## What the exercise asks
Output must match the data below exactly from its first line through the line that contains "pub const SOS: usize = 1;", with no other line.
*****
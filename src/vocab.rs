//! Word-Level Caption Vocabulary
//!
//! Maps lower-cased, whitespace-separated words to integer ids and back. The
//! first four ids are reserved:
//!
//! | id | token   | meaning                        |
//! |----|---------|--------------------------------|
//! | 0  | `<PAD>` | right padding inside a batch   |
//! | 1  | `<SOS>` | start of sentence, decoder seed |
//! | 2  | `<EOS>` | end of sentence                |
//! | 3  | `<UNK>` | any word outside the vocabulary |
//!
//! Words that occur at least `min_word_count` times in the training captions
//! get the following ids in order of first occurrence. The vocabulary never
//! changes after it is built.
//!
//! ## Example
//!
//! ```rust
//! use vidcap::Vocabulary;
//!
//! let vocab = Vocabulary::build(["a dog runs", "a cat sleeps"], 1);
//! assert_eq!(vocab.len(), 9);
//! assert_eq!(vocab.encode_sentence("A dog flies"), vec![4, 5, 3]);
//! assert_eq!(vocab.decode_sentence(&[4, 5, 99]), vec!["a", "dog", "<UNK>"]);
//! ```

use crate::error::{CaptionError, Result};
use serde::{Deserialize, Serialize};
use std::collections::{HashMap, HashSet};
use std::fs;
use std::path::Path;

pub const PAD: usize = 0;
pub const SOS: usize = 1;
pub const EOS: usize = 2;
pub const UNK: usize = 3;

pub const PAD_TOKEN: &str = "<PAD>";
pub const SOS_TOKEN: &str = "<SOS>";
pub const EOS_TOKEN: &str = "<EOS>";
pub const UNK_TOKEN: &str = "<UNK>";

const RESERVED: [&str; 4] = [PAD_TOKEN, SOS_TOKEN, EOS_TOKEN, UNK_TOKEN];

/// Closed word vocabulary with reserved special tokens
#[derive(Clone, Debug)]
pub struct Vocabulary {
    words: Vec<String>,
    index: HashMap<String, usize>,
    min_word_count: usize,
}

/// On-disk form: the id-ordered word list is enough to rebuild the index
#[derive(Serialize, Deserialize)]
struct VocabFile {
    min_word_count: usize,
    words: Vec<String>,
}

impl Vocabulary {
    /// Build from training captions
    ///
    /// Counting is done over the whole corpus first, so a word's id reflects
    /// where it first appeared, not when it crossed the threshold.
    pub fn build<I, S>(captions: I, min_word_count: usize) -> Self
    where
        I: IntoIterator<Item = S>,
        S: AsRef<str>,
    {
        let mut counts: HashMap<String, usize> = HashMap::new();
        let mut order: Vec<String> = Vec::new();

        for caption in captions {
            for word in tokenize(caption.as_ref()) {
                let count = counts.entry(word.clone()).or_insert(0);
                if *count == 0 {
                    order.push(word);
                }
                *count += 1;
            }
        }

        let mut words: Vec<String> = RESERVED.iter().map(|s| s.to_string()).collect();
        words.extend(
            order
                .into_iter()
                .filter(|w| counts[w] >= min_word_count && !RESERVED.contains(&w.as_str())),
        );

        tracing::debug!(
            distinct = counts.len(),
            kept = words.len() - RESERVED.len(),
            min_word_count,
            "Built vocabulary"
        );
        Self::from_words(words, min_word_count)
    }

    fn from_words(words: Vec<String>, min_word_count: usize) -> Self {
        let index = words
            .iter()
            .enumerate()
            .map(|(i, w)| (w.clone(), i))
            .collect();
        Self {
            words,
            index,
            min_word_count,
        }
    }

    /// Number of ids, reserved tokens included
    pub fn len(&self) -> usize {
        self.words.len()
    }

    /// Always false: the reserved tokens are present in every vocabulary
    pub fn is_empty(&self) -> bool {
        self.words.is_empty()
    }

    pub fn min_word_count(&self) -> usize {
        self.min_word_count
    }

    pub fn id_of(&self, word: &str) -> Option<usize> {
        self.index.get(word).copied()
    }

    pub fn word_of(&self, id: usize) -> Option<&str> {
        self.words.get(id).map(String::as_str)
    }

    /// Lower-case, split on whitespace, map unknown words to `<UNK>`
    pub fn encode_sentence(&self, text: &str) -> Vec<usize> {
        tokenize(text)
            .map(|w| self.id_of(&w).unwrap_or(UNK))
            .collect()
    }

    /// Map ids back to words; unknown ids become `<UNK>`
    ///
    /// Special tokens are kept. Use [`strip_special`] for display.
    pub fn decode_sentence(&self, ids: &[usize]) -> Vec<String> {
        ids.iter()
            .map(|&id| self.word_of(id).unwrap_or(UNK_TOKEN).to_string())
            .collect()
    }

    /// Decode and join with single spaces, dropping special tokens
    pub fn caption_text(&self, ids: &[usize]) -> String {
        strip_special(&self.decode_sentence(ids)).join(" ")
    }

    pub fn save<P: AsRef<Path>>(&self, path: P) -> Result<()> {
        let path = path.as_ref();
        let file = VocabFile {
            min_word_count: self.min_word_count,
            words: self.words.clone(),
        };
        let json = serde_json::to_string_pretty(&file).map_err(|e| CaptionError::json(path, e))?;
        fs::write(path, json).map_err(|e| CaptionError::io(path, e))
    }

    pub fn load<P: AsRef<Path>>(path: P) -> Result<Self> {
        let path = path.as_ref();
        let json = fs::read_to_string(path).map_err(|e| CaptionError::io(path, e))?;
        let file: VocabFile = serde_json::from_str(&json).map_err(|e| CaptionError::json(path, e))?;

        let reserved_ok = file.words.len() >= RESERVED.len()
            && file.words.iter().zip(RESERVED).all(|(w, r)| w == r);
        if !reserved_ok {
            return Err(CaptionError::checkpoint(
                path,
                "vocabulary does not start with <PAD> <SOS> <EOS> <UNK>",
            ));
        }
        let mut seen = HashSet::with_capacity(file.words.len());
        if let Some(dup) = file.words.iter().find(|w| !seen.insert(w.as_str())) {
            return Err(CaptionError::checkpoint(
                path,
                format!("word {:?} appears more than once", dup),
            ));
        }
        Ok(Self::from_words(file.words, file.min_word_count))
    }
}

fn tokenize(text: &str) -> impl Iterator<Item = String> + '_ {
    text.split_whitespace().map(str::to_lowercase)
}

/// Drop `<PAD>`, `<SOS>`, `<EOS>` and `<UNK>` from a decoded sentence
pub fn strip_special<S: AsRef<str>>(words: &[S]) -> Vec<&str> {
    words
        .iter()
        .map(|w| w.as_ref())
        .filter(|w| !RESERVED.contains(w))
        .collect()
}

#[cfg(test)]
mod tests {
    use super::*;

    #[test]
    fn test_two_caption_corpus() {
        let vocab = Vocabulary::build(["a dog runs", "a cat sleeps"], 1);
        assert_eq!(vocab.len(), 9);
        assert_eq!(vocab.encode_sentence("a dog runs"), vec![4, 5, 6]);
        assert_eq!(vocab.encode_sentence("a cat sleeps"), vec![4, 7, 8]);
    }

    #[test]
    fn test_reserved_ids() {
        let vocab = Vocabulary::build(Vec::<String>::new(), 3);
        assert_eq!(vocab.len(), 4);
        assert_eq!(vocab.id_of("<PAD>"), Some(PAD));
        assert_eq!(vocab.id_of("<SOS>"), Some(SOS));
        assert_eq!(vocab.id_of("<EOS>"), Some(EOS));
        assert_eq!(vocab.id_of("<UNK>"), Some(UNK));
    }

    #[test]
    fn test_threshold_keeps_first_occurrence_order() {
        // "cat" reaches the threshold after "dog" but appears first.
        let captions = ["cat dog", "dog dog", "cat cat bird", "dog"];
        let vocab = Vocabulary::build(captions, 3);
        assert_eq!(vocab.len(), 6);
        assert_eq!(vocab.id_of("cat"), Some(4));
        assert_eq!(vocab.id_of("dog"), Some(5));
        assert_eq!(vocab.id_of("bird"), None);
        assert_eq!(vocab.encode_sentence("bird"), vec![UNK]);
    }

    #[test]
    fn test_counting_is_case_insensitive() {
        let vocab = Vocabulary::build(["Dog", "DOG", "dog"], 3);
        assert_eq!(vocab.encode_sentence("dOg"), vec![4]);
    }

    #[test]
    fn test_empty_and_whitespace_input() {
        let vocab = Vocabulary::build(["a b"], 1);
        assert!(vocab.encode_sentence("").is_empty());
        assert!(vocab.encode_sentence("   \t ").is_empty());
        assert_eq!(vocab.encode_sentence("  a\tb  "), vec![4, 5]);
    }

    #[test]
    fn test_decode_keeps_special_tokens() {
        let vocab = Vocabulary::build(["a dog"], 1);
        let words = vocab.decode_sentence(&[SOS, 4, 5, EOS, PAD]);
        assert_eq!(words, vec!["<SOS>", "a", "dog", "<EOS>", "<PAD>"]);
        assert_eq!(strip_special(&words), vec!["a", "dog"]);
        assert_eq!(vocab.caption_text(&[SOS, 4, 77, 5, EOS]), "a dog");
    }

    #[test]
    fn test_roundtrip_of_known_words() {
        let vocab = Vocabulary::build(["the man is playing a guitar"], 1);
        let ids = vocab.encode_sentence("a man is playing");
        assert_eq!(vocab.decode_sentence(&ids).join(" "), "a man is playing");
    }

    #[test]
    fn test_save_and_load() {
        let dir = tempfile::tempdir().unwrap();
        let path = dir.path().join("vocab.json");
        let vocab = Vocabulary::build(["a dog runs", "a cat"], 1);
        vocab.save(&path).unwrap();

        let loaded = Vocabulary::load(&path).unwrap();
        assert_eq!(loaded.len(), vocab.len());
        assert_eq!(loaded.encode_sentence("a cat runs"), vocab.encode_sentence("a cat runs"));
        assert_eq!(loaded.min_word_count(), 1);
    }

    #[test]
    fn test_load_rejects_missing_reserved_tokens() {
        let dir = tempfile::tempdir().unwrap();
        let path = dir.path().join("vocab.json");
        fs::write(&path, r#"{"min_word_count":1,"words":["a","b"]}"#).unwrap();
        assert!(matches!(
            Vocabulary::load(&path),
            Err(CaptionError::InvalidCheckpoint { .. })
        ));
    }

    #[test]
    fn test_load_rejects_duplicate_words() {
        let dir = tempfile::tempdir().unwrap();
        let path = dir.path().join("vocab.json");
        fs::write(
            &path,
            r#"{"min_word_count":1,"words":["<PAD>","<SOS>","<EOS>","<UNK>","dog","cat","dog"]}"#,
        )
        .unwrap();
        let err = Vocabulary::load(&path).unwrap_err();
        assert!(matches!(err, CaptionError::InvalidCheckpoint { ref message, .. } if message.contains("\"dog\"")));
    }
}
*****
## Response below
filename src/vocab.rs
//! Word-Level Caption Vocabulary
//!
//! Maps lower-cased, whitespace-separated words to integer ids and back. The
//! first four ids are reserved:
//!
//! | id | token   | meaning                        |
//! |----|---------|--------------------------------|
//! | 0  | `<PAD>` | right padding inside a batch   |
//! | 1  | `<SOS>` | start of sentence, decoder seed |
//! | 2  | `<EOS>` | end of sentence                |
//! | 3  | `<UNK>` | any word outside the vocabulary |
//!
//! Words that occur at least `min_word_count` times in the training captions
//! get the following ids in order of first occurrence. The vocabulary never
//! changes after it is built.
//!
//! ## Example
//!
//! ```rust
//! use vidcap::Vocabulary;
//!
//! let vocab = Vocabulary::build(["a dog runs", "a cat sleeps"], 1);
//! assert_eq!(vocab.len(), 9);
//! assert_eq!(vocab.encode_sentence("A dog flies"), vec![4, 5, 3]);
//! assert_eq!(vocab.decode_sentence(&[4, 5, 99]), vec!["a", "dog", "<UNK>"]);
//! ```

use crate::error::{CaptionError, Result};
use serde::{Deserialize, Serialize};
use std::collections::{HashMap, HashSet};
use std::fs;
use std::path::Path;

pub const PAD: usize = 0;
pub const SOS: usize = 1;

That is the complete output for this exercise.